I would like to defend myself by pointing out that my interest in other people's boobs is purely professional! I don't think you can spend 13 years as a breastfeeding counselor and lactation educator without being a little overly familiar with mammary glands you didn't grow yourself. Those weren't just breasts - those were my job!
And yes, I am all about breast health. Do your self exams. Get your mammograms. That's just good medical advice which I promote and share with the people I care about. Or anyone else willing to listen.
But my obsession with breasts really probably started around the middle school years. During that time, I think many of us are focused on our chests. That previously flat expanse of rib area is changing. Or not. Either way, it's a cause for concern and interest.
If you are a female who has been through puberty - you probably know what I am talking about. Are they growing? If not, why aren't they growing? If so, are they growing enough? Too much? Are they even? How do they compare with the others we see growing around us? In short... are we "normal"? (it's all about being "normal" when you are a 13 year old girl)
Of course, the ironic part of all this attention we are paying to our newly budding breasts is that we don't want anyone else noticing them. Or even worse... mentioning them! Oh, the horror... the horror!!
As I have grown older and gone through different life phases, the focus on the breasts is always there. It just varies from one season of life to another.
Once the breasts got past the puberty phase and stopped growing, I had to figure out what to do with them. They were strictly ornamental at this point. And at the peak of perkiness. Choices had to be made. To bra, or not to bra? Where is the fine line between showing enough of them or too much of them?
When I was a nursing mom of babies the main focus switched to their functionality. These were working breasts! Half the time, they had a human offspring attached to them. When they didn't there were still things to consider and keep tabs on. Did they feel OK? How full were they? Too full? Not full enough? Were they holding their own, or was there a leakage issue?

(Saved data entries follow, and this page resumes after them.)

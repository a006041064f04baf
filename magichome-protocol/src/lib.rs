//! Wire protocol for MagicHome-style RGB(W) LED controllers.
//!
//! This crate provides the pure protocol layer used by the device client:
//! color conversion, checksum-framed command encoding, and the socket and
//! state types that carry frames to a device over TCP.
//!
//! # Modules
//!
//! - [`color`] - RGB/HSV color types and HSV to RGB conversion
//! - [`frame`] - Command frames, channel ordering and checksums
//! - [`socket`] - Socket abstraction (TCP, port 5577)
//! - [`connection`] - Two-state connection state machine
//!
//! # Examples
//!
//! ```
//! use magichome_protocol::{build_color_frame, hsv_to_rgb, ChannelOrder};
//!
//! let rgb = hsv_to_rgb(120.0, 100.0, 100.0);
//! let frame = build_color_frame(ChannelOrder::Rgb, rgb.r, rgb.g, rgb.b, 0);
//! assert!(frame.verify_checksum());
//! ```

pub mod color;
pub mod connection;
pub mod frame;
pub mod socket;

mod proptest_frames;

// Re-export commonly used types
pub use color::{hsv_to_rgb, Hsv, Rgb};
pub use connection::ConnectionState;
pub use frame::{build_color_frame, build_power_frame, checksum, ChannelOrder, Frame};
pub use socket::{DeviceSocket, TcpSocket, DEFAULT_PORT};
//! Socket abstraction for device connections.
//!
//! Devices listen on a fixed TCP port ([`DEFAULT_PORT`]). The protocol is
//! write-only, so a device socket only needs to be writable; anything that
//! implements [`DeviceSocket`] can carry frames.
//!
//! # Examples
//!
//! ```no_run
//! use magichome_protocol::socket::{DeviceSocket, TcpSocket, DEFAULT_PORT};
//!
//! # async fn example() -> std::io::Result<()> {
//! let socket = TcpSocket::connect("192.168.1.61", DEFAULT_PORT).await?;
//! println!("Connected to: {}", socket.peer_endpoint());
//! # Ok(())
//! # }
//! ```

use std::net::SocketAddr;
use std::pin::Pin;
use std::task::{Context, Poll};
use tokio::io::AsyncWrite;
use tokio::net::TcpStream;

/// TCP port every device listens on.
pub const DEFAULT_PORT: u16 = 5577;

/// Core trait for device socket connections.
///
/// # Requirements
///
/// - `AsyncWrite`: frames are written, never read back
/// - `Send + Unpin`: the socket is owned by a client that may move across tasks
pub trait DeviceSocket: AsyncWrite + Send + Unpin {
    /// Get the peer endpoint, e.g. `"192.168.1.61:5577"`.
    fn peer_endpoint(&self) -> String;
}

/// TCP socket wrapper for device connections.
///
/// Frames are a handful of bytes each, so `TCP_NODELAY` is set to push every
/// command out immediately instead of waiting on Nagle's algorithm.
pub struct TcpSocket {
    stream: TcpStream,
    peer_addr: SocketAddr,
}

impl TcpSocket {
    /// Connect to a device via TCP.
    ///
    /// # Errors
    ///
    /// Returns an error if:
    /// - DNS resolution fails
    /// - Connection is refused
    /// - Network is unreachable
    pub async fn connect(host: &str, port: u16) -> std::io::Result<Self> {
        let stream = TcpStream::connect((host, port)).await?;
        let peer_addr = stream.peer_addr()?;
        stream.set_nodelay(true)?;

        Ok(Self { stream, peer_addr })
    }

    /// Get the underlying TCP stream.
    pub fn into_inner(self) -> TcpStream {
        self.stream
    }

    /// Get the resolved peer address.
    pub fn peer_addr(&self) -> SocketAddr {
        self.peer_addr
    }

    /// Get the local address of the connection.
    pub fn local_addr(&self) -> std::io::Result<SocketAddr> {
        self.stream.local_addr()
    }
}

impl DeviceSocket for TcpSocket {
    fn peer_endpoint(&self) -> String {
        self.peer_addr.to_string()
    }
}

impl AsyncWrite for TcpSocket {
    fn poll_write(
        mut self: Pin<&mut Self>,
        cx: &mut Context<'_>,
        buf: &[u8],
    ) -> Poll<std::io::Result<usize>> {
        Pin::new(&mut self.stream).poll_write(cx, buf)
    }

    fn poll_flush(mut self: Pin<&mut Self>, cx: &mut Context<'_>) -> Poll<std::io::Result<()>> {
        Pin::new(&mut self.stream).poll_flush(cx)
    }

    fn poll_shutdown(mut self: Pin<&mut Self>, cx: &mut Context<'_>) -> Poll<std::io::Result<()>> {
        Pin::new(&mut self.stream).poll_shutdown(cx)
    }
}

And as I tried to patiently wait for the youngest to wean himself, they sometimes felt like the Brett Favre of breasts. It was time to retire... no,not quite yet... yep, now we're done... well, maybe we could make it another month or two... no, really, we're done now... or maybe not. Until finally they were really ready to throw in the towel and call it a day. For really real this time.
Now, I consider them classics. And it's all about structure and upkeep. Are they well supported, or is there any visible sag? Are they comfortable? (sadly, for too long the answer has been "not really")
So, yes. I suppose I am all about the breast. But c'mon. They're right there in front of me all day.